TASK INSTRUCTIONS: Give the count of lines in the records below that contain "value", with no other words.

§

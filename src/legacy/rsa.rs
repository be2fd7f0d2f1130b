//! Raw RSA over big-endian byte strings.
//!
//! No padding scheme is applied; the legacy exchange encrypts the bare client
//! random. Only [`super::SecurityExchange`] calls into this module.

use super::bignum::{Montgomery, Uint};
use crate::{Error, Result, asn1::strip_leading_zeros};

/// Significant octets of `exponent`, which must be non-zero and no wider
/// than the modulus.
fn check_exponent(exponent: &[u8], modulus_len: usize) -> Result<&[u8]> {
    let exponent: &[u8] = strip_leading_zeros(exponent);
    if exponent.is_empty() {
        log::error!("RSA exponent is zero");
        return Err(Error::InvalidKey);
    }
    if exponent.len() > modulus_len {
        log::error!(
            "RSA exponent of {} bytes is wider than the {modulus_len} byte modulus",
            exponent.len()
        );
        return Err(Error::InvalidKey);
    }
    Ok(exponent)
}

/// `plaintext^exponent mod modulus`, zero-padded to the modulus length.
///
/// The plaintext must be at least one byte shorter than the modulus so that
/// its value is always below it.
pub(crate) fn encrypt(plaintext: &[u8], modulus: &[u8], exponent: &[u8]) -> Result<Vec<u8>> {
    let ctx: Montgomery = Montgomery::new(modulus)?;
    let modulus_len: usize = strip_leading_zeros(modulus).len();
    let exponent: &[u8] = check_exponent(exponent, modulus_len)?;

    if plaintext.len() > modulus_len - 1 {
        log::error!(
            "plaintext of {} bytes does not fit a {modulus_len} byte modulus",
            plaintext.len()
        );
        return Err(Error::InvalidInputLength);
    }

    let message: Uint = Uint::from_be_bytes(plaintext).ok_or(Error::InvalidInputLength)?;
    Ok(ctx.pow(&message, exponent).to_be_bytes(modulus_len))
}

/// `ciphertext^exponent mod modulus`, zero-padded to the modulus length.
///
/// The ciphertext value must be below the modulus.
pub(crate) fn decrypt(ciphertext: &[u8], modulus: &[u8], exponent: &[u8]) -> Result<Vec<u8>> {
    let ctx: Montgomery = Montgomery::new(modulus)?;
    let modulus_len: usize = strip_leading_zeros(modulus).len();
    let exponent: &[u8] = check_exponent(exponent, modulus_len)?;

    let cipher: Option<Uint> = Uint::from_be_bytes(ciphertext);
    let Some(cipher) = cipher.filter(|cipher| ctx.is_reduced(cipher)) else {
        log::error!("ciphertext is not below the modulus");
        return Err(Error::InvalidInputLength);
    };

    Ok(ctx.pow(&cipher, exponent).to_be_bytes(modulus_len))
}
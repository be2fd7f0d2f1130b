use crate::encoding::{self, Base64Codec};
use crate::{Certificate, Error, Fingerprint, Result};

/// Placeholder for an empty optional text field.
const EMPTY_FIELD: &str = "-";

/// One pinned (host, port) entry.
///
/// Persisted as a single line:
///
/// ```text
/// <host> <port> <fingerprint-hex> [<subject-base64> [<issuer-base64>]]
/// ```
#[derive(Debug, Clone, PartialEq, Eq)]
pub struct TrustRecord {
    /// Lowercased host name.
    pub host: String,
    pub port: u16,
    pub fingerprint: Fingerprint,
    /// One-line subject distinguished name.
    pub subject: String,
    /// One-line issuer distinguished name.
    pub issuer: String,
}

/// Lowercases `host` and rejects names that cannot be stored on one line.
pub(crate) fn normalize_host(host: &str) -> Result<String> {
    if host.is_empty() || host.starts_with('#') || host.chars().any(char::is_whitespace) {
        log::error!("host name {host:?} cannot be stored");
        return Err(Error::InvalidEncoding);
    }
    Ok(host.to_ascii_lowercase())
}

fn decode_text(field: &str, line: usize) -> Result<String> {
    if field == EMPTY_FIELD {
        return Ok(String::new());
    }

    // fields are written without a size limit, only their own length bounds the decode
    let bytes: Vec<u8> = Base64Codec::new()
        .max_decoded_len(field.len())
        .decode(field)
        .map_err(|_| Error::StoreFormat { line })?;
    String::from_utf8(bytes).map_err(|e| {
        log::error!("trust store line {line} text field is not UTF-8: {e}");
        Error::StoreFormat { line }
    })
}

fn encode_text(text: &str) -> String {
    if text.is_empty() {
        EMPTY_FIELD.to_string()
    } else {
        encoding::encode(text.as_bytes())
    }
}

impl TrustRecord {
    pub fn new(host: &str, port: u16, certificate: &Certificate) -> Result<Self> {
        Ok(Self {
            host: normalize_host(host)?,
            port,
            fingerprint: *certificate.fingerprint(),
            subject: certificate.subject().to_string(),
            issuer: certificate.issuer().to_string(),
        })
    }

    /// `true` if this record is keyed by the normalized `host` and `port`.
    pub(crate) fn is_for(&self, host: &str, port: u16) -> bool {
        self.port == port && self.host == host
    }

    /// Parses one line of the store. Blank and `#` comment lines yield `None`.
    ///
    /// `line` is the 1-based line number used in errors.
    pub(crate) fn parse_line(text: &str, line: usize) -> Result<Option<Self>> {
        let text: &str = text.trim();
        if text.is_empty() || text.starts_with('#') {
            return Ok(None);
        }

        let mut fields = text.split_ascii_whitespace();

        let (Some(host), Some(port), Some(fingerprint)) =
            (fields.next(), fields.next(), fields.next())
        else {
            log::error!("trust store line {line} has fewer than 3 fields");
            return Err(Error::StoreFormat { line });
        };

        let port: u16 = port.parse().map_err(|e| {
            log::error!("trust store line {line} port {port:?} is invalid: {e}");
            Error::StoreFormat { line }
        })?;

        let fingerprint: Fingerprint =
            Fingerprint::from_hex(fingerprint).map_err(|_| Error::StoreFormat { line })?;

        let subject: String = fields
            .next()
            .map(|field| decode_text(field, line))
            .transpose()?
            .unwrap_or_default();
        let issuer: String = fields
            .next()
            .map(|field| decode_text(field, line))
            .transpose()?
            .unwrap_or_default();

        // fields added by later versions are ignored
        if fields.next().is_some() {
            log::debug!("trust store line {line} has extra fields");
        }

        Ok(Some(Self {
            host: host.to_ascii_lowercase(),
            port,
            fingerprint,
            subject,
            issuer,
        }))
    }

    pub(crate) fn to_line(&self) -> String {
        format!(
            "{} {} {} {} {}",
            self.host,
            self.port,
            self.fingerprint.to_hex(),
            encode_text(&self.subject),
            encode_text(&self.issuer)
        )
    }
}
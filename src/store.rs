//! Trust-on-first-use pinning of peer certificates.
//!
//! The store maps `(host, port)` to the fingerprint of the certificate first
//! seen there. A later connection presenting a different certificate is
//! reported as a [`Mismatch`] and the pinned record is left alone until the
//! caller explicitly calls [`CertificateStore::update`].
//!
//! The backing file may be shared by several processes. Reads happen under a
//! shared lock; every write takes an exclusive lock and re-reads the file
//! first, so concurrent inserts are merged rather than lost.

mod lock;
mod record;

use std::fmt;
use std::fs::{self, File, OpenOptions};
use std::io::{self, BufRead as _, BufReader, Seek as _, SeekFrom, Write as _};
use std::path::{Path, PathBuf};

use directories::ProjectDirs;

use crate::{Certificate, Error, Result};

use lock::FileLock;
use record::normalize_host;

pub use record::TrustRecord;

/// File name of the store inside the configuration directory.
pub const STORE_FILE_NAME: &str = "known_hosts2";

/// Default location of the store, inside the per-user configuration
/// directory.
pub fn default_path() -> Result<PathBuf> {
    let dirs = ProjectDirs::from("", "", env!("CARGO_PKG_NAME")).ok_or_else(|| {
        log::error!("could not determine the configuration directory");
        Error::NotFound
    })?;

    Ok(dirs.config_dir().join(STORE_FILE_NAME))
}

/// How a presented certificate relates to the pinned one.
#[derive(Debug, Clone, PartialEq, Eq)]
pub enum Decision {
    Trusted(Trust),
    /// The pinned record was not modified.
    Mismatch(Mismatch),
}

impl Decision {
    /// Returns `true` if the decision is [`Trusted`].
    ///
    /// [`Trusted`]: Decision::Trusted
    #[must_use]
    pub fn is_trusted(&self) -> bool {
        matches!(self, Self::Trusted(..))
    }
}

#[derive(Debug, Clone, PartialEq, Eq)]
pub enum Trust {
    /// First contact; the record has been persisted.
    New(TrustRecord),
    /// The presented certificate is the pinned one.
    Match(TrustRecord),
}

impl Trust {
    pub fn record(&self) -> &TrustRecord {
        match self {
            Trust::New(record) | Trust::Match(record) => record,
        }
    }
}

/// The presented certificate differs from the pinned one.
///
/// `Display` renders the warning shown to the user before asking whether to
/// re-trust the host.
#[derive(Debug, Clone, PartialEq, Eq)]
pub struct Mismatch {
    /// Record currently in the store.
    pub stored: TrustRecord,
    /// Record that [`CertificateStore::update`] would write.
    pub presented: TrustRecord,
    pub store_path: PathBuf,
}

impl Mismatch {
    pub fn old_subject(&self) -> &str {
        &self.stored.subject
    }

    pub fn new_subject(&self) -> &str {
        &self.presented.subject
    }
}

impl fmt::Display for Mismatch {
    fn fmt(&self, f: &mut fmt::Formatter<'_>) -> fmt::Result {
        const BANNER: &str = "@@@@@@@@@@@@@@@@@@@@@@@@@@@@@@@@@@@@@@@@@@@@@@@@@@@@@@@@@@@";

        writeln!(f, "{BANNER}")?;
        writeln!(f, "@    WARNING: REMOTE HOST IDENTIFICATION HAS CHANGED!     @")?;
        writeln!(f, "{BANNER}")?;
        writeln!(f, "IT IS POSSIBLE THAT SOMEONE IS DOING SOMETHING NASTY!")?;
        writeln!(
            f,
            "Someone could be eavesdropping on you right now (man-in-the-middle attack)!"
        )?;
        writeln!(
            f,
            "It is also possible that the certificate has just been changed."
        )?;
        writeln!(f, "Host: {}:{}", self.presented.host, self.presented.port)?;
        writeln!(f, "Pinned subject:    {}", self.stored.subject)?;
        writeln!(f, "Pinned issuer:     {}", self.stored.issuer)?;
        writeln!(f, "Pinned fingerprint:\n{}", self.stored.fingerprint)?;
        writeln!(f, "Presented subject: {}", self.presented.subject)?;
        writeln!(f, "Presented issuer:  {}", self.presented.issuer)?;
        writeln!(f, "Presented fingerprint:\n{}", self.presented.fingerprint)?;
        write!(
            f,
            "Remove the entry for {} in {} to get rid of this message.",
            self.presented.host,
            self.store_path.display()
        )
    }
}

#[derive(Debug, Clone)]
pub struct CertificateStoreBuilder {
    path: Option<PathBuf>,
    create: bool,
}

impl Default for CertificateStoreBuilder {
    fn default() -> Self {
        Self::new()
    }
}

impl CertificateStoreBuilder {
    #[must_use]
    pub fn new() -> Self {
        Self {
            path: None,
            create: true,
        }
    }

    /// Use `path` instead of [`default_path`].
    #[must_use]
    pub fn set_path(mut self, path: impl Into<PathBuf>) -> Self {
        self.path = Some(path.into());
        self
    }

    /// Create the file and its parent directories if missing. Defaults to
    /// `true`.
    #[must_use]
    pub fn set_create(mut self, create: bool) -> Self {
        self.create = create;
        self
    }

    pub fn open(self) -> Result<CertificateStore> {
        let path: PathBuf = match self.path {
            Some(path) => path,
            None => default_path()?,
        };

        if self.create
            && let Some(parent) = path.parent()
            && !parent.as_os_str().is_empty()
        {
            fs::create_dir_all(parent)?;
        }

        let file: File = OpenOptions::new()
            .read(true)
            .write(true)
            .create(self.create)
            .truncate(false)
            .open(&path)
            .map_err(|e| {
                if e.kind() == io::ErrorKind::NotFound {
                    log::error!("trust store {} does not exist", path.display());
                    Error::NotFound
                } else {
                    log::error!("failed to open trust store {}: {e}", path.display());
                    Error::Io(e)
                }
            })?;

        let records: Vec<TrustRecord> = {
            let _lock = FileLock::shared(&file)?;
            read_records(&file)?
        };

        log::debug!(
            "opened trust store {} with {} records",
            path.display(),
            records.len()
        );

        Ok(CertificateStore {
            path,
            file,
            records,
        })
    }
}

fn find<'a>(records: &'a [TrustRecord], host: &str, port: u16) -> Option<&'a TrustRecord> {
    records.iter().find(|record| record.is_for(host, port))
}

fn read_records(mut file: &File) -> Result<Vec<TrustRecord>> {
    file.seek(SeekFrom::Start(0))?;

    let mut records: Vec<TrustRecord> = Vec::new();
    for (idx, line) in BufReader::new(file).lines().enumerate() {
        let line: String = line.map_err(|e| {
            if e.kind() == io::ErrorKind::InvalidData {
                log::error!("trust store line {} is not UTF-8", idx + 1);
                Error::StoreFormat { line: idx + 1 }
            } else {
                Error::Io(e)
            }
        })?;

        if let Some(record) = TrustRecord::parse_line(&line, idx + 1)? {
            records.push(record);
        }
    }

    Ok(records)
}

fn serialize_records(records: &[TrustRecord]) -> Vec<u8> {
    let mut out: Vec<u8> = Vec::new();
    for record in records {
        out.extend_from_slice(record.to_line().as_bytes());
        out.push(b'\n');
    }
    out
}

fn write_records(mut file: &File, records: &[TrustRecord]) -> Result<()> {
    let contents: Vec<u8> = serialize_records(records);

    // overwrite before shrinking, a failed write must never leave the file empty
    file.seek(SeekFrom::Start(0))?;
    file.write_all(&contents)?;
    file.set_len(contents.len() as u64)?;

    file.sync_data()?;
    Ok(())
}

fn decide(stored: &TrustRecord, presented: TrustRecord, store_path: &Path) -> Decision {
    if stored.fingerprint == presented.fingerprint {
        log::debug!("{}:{} matches the pinned certificate", stored.host, stored.port);
        Decision::Trusted(Trust::Match(stored.clone()))
    } else {
        log::warn!(
            "{}:{} presented {} but {} is pinned",
            stored.host,
            stored.port,
            presented.fingerprint,
            stored.fingerprint
        );
        Decision::Mismatch(Mismatch {
            stored: stored.clone(),
            presented,
            store_path: store_path.to_path_buf(),
        })
    }
}

/// Handle on the persisted trust store.
///
/// Opened once per session manager and passed to every negotiation that
/// needs a trust decision. Dropping the handle closes the file.
#[derive(Debug)]
pub struct CertificateStore {
    path: PathBuf,
    file: File,
    records: Vec<TrustRecord>,
}

impl CertificateStore {
    #[must_use]
    pub fn builder() -> CertificateStoreBuilder {
        CertificateStoreBuilder::new()
    }

    /// Opens the store at [`default_path`], creating it if needed.
    pub fn open() -> Result<Self> {
        Self::builder().open()
    }

    pub fn path(&self) -> &Path {
        &self.path
    }

    /// Records as of the last read or write by this handle.
    pub fn records(&self) -> &[TrustRecord] {
        &self.records
    }

    /// Re-reads the file under a shared lock.
    pub fn reload(&mut self) -> Result<()> {
        let _lock = FileLock::shared(&self.file)?;
        self.records = read_records(&self.file)?;
        Ok(())
    }

    pub fn lookup(&mut self, host: &str, port: u16) -> Result<Option<TrustRecord>> {
        let host: String = normalize_host(host)?;
        self.reload()?;
        Ok(find(&self.records, &host, port).cloned())
    }

    /// Decides whether `certificate` is trusted for `host:port`.
    ///
    /// An unknown host is pinned to `certificate` and persisted. A known host
    /// is never modified here.
    pub fn r#match(
        &mut self,
        host: &str,
        port: u16,
        certificate: &Certificate,
    ) -> Result<Decision> {
        let presented: TrustRecord = TrustRecord::new(host, port, certificate)?;

        self.reload()?;
        if let Some(stored) = find(&self.records, &presented.host, port) {
            return Ok(decide(stored, presented, &self.path));
        }

        let _lock = FileLock::exclusive(&self.file)?;
        let mut records: Vec<TrustRecord> = read_records(&self.file)?;

        // another process may have pinned it since the shared read
        if let Some(stored) = find(&records, &presented.host, port) {
            let decision: Decision = decide(stored, presented, &self.path);
            self.records = records;
            return Ok(decision);
        }

        records.push(presented.clone());
        write_records(&self.file, &records)?;
        self.records = records;

        log::info!(
            "pinned {}:{} to {} ({})",
            presented.host,
            presented.port,
            presented.fingerprint,
            presented.subject
        );

        Ok(Decision::Trusted(Trust::New(presented)))
    }

    /// Replaces the pinned record for `host:port` with `certificate`.
    ///
    /// Fails with [`Error::NotFound`] if the host has no record.
    pub fn update(
        &mut self,
        host: &str,
        port: u16,
        certificate: &Certificate,
    ) -> Result<TrustRecord> {
        let replacement: TrustRecord = TrustRecord::new(host, port, certificate)?;

        let _lock = FileLock::exclusive(&self.file)?;
        let mut records: Vec<TrustRecord> = read_records(&self.file)?;

        let Some(idx) = records
            .iter()
            .position(|record| record.is_for(&replacement.host, port))
        else {
            log::error!("no record for {}:{} to update", replacement.host, port);
            self.records = records;
            return Err(Error::NotFound);
        };

        records[idx] = replacement.clone();
        write_records(&self.file, &records)?;
        self.records = records;

        log::info!(
            "re-pinned {}:{} to {}",
            replacement.host,
            replacement.port,
            replacement.fingerprint
        );

        Ok(replacement)
    }

    /// Forgets `host:port`. Returns `false` if there was no record.
    pub fn remove(&mut self, host: &str, port: u16) -> Result<bool> {
        let host: String = normalize_host(host)?;

        let _lock = FileLock::exclusive(&self.file)?;
        let mut records: Vec<TrustRecord> = read_records(&self.file)?;

        let before: usize = records.len();
        records.retain(|record| !record.is_for(&host, port));
        let removed: bool = records.len() != before;

        if removed {
            write_records(&self.file, &records)?;
            log::info!("removed {host}:{port} from the trust store");
        }
        self.records = records;

        Ok(removed)
    }

    /// Flushes and closes the backing file.
    pub fn close(self) -> Result<()> {
        self.file.sync_all()?;
        log::debug!("closed trust store {}", self.path.display());
        Ok(())
    }
}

§

WRITTEN REPLY: 2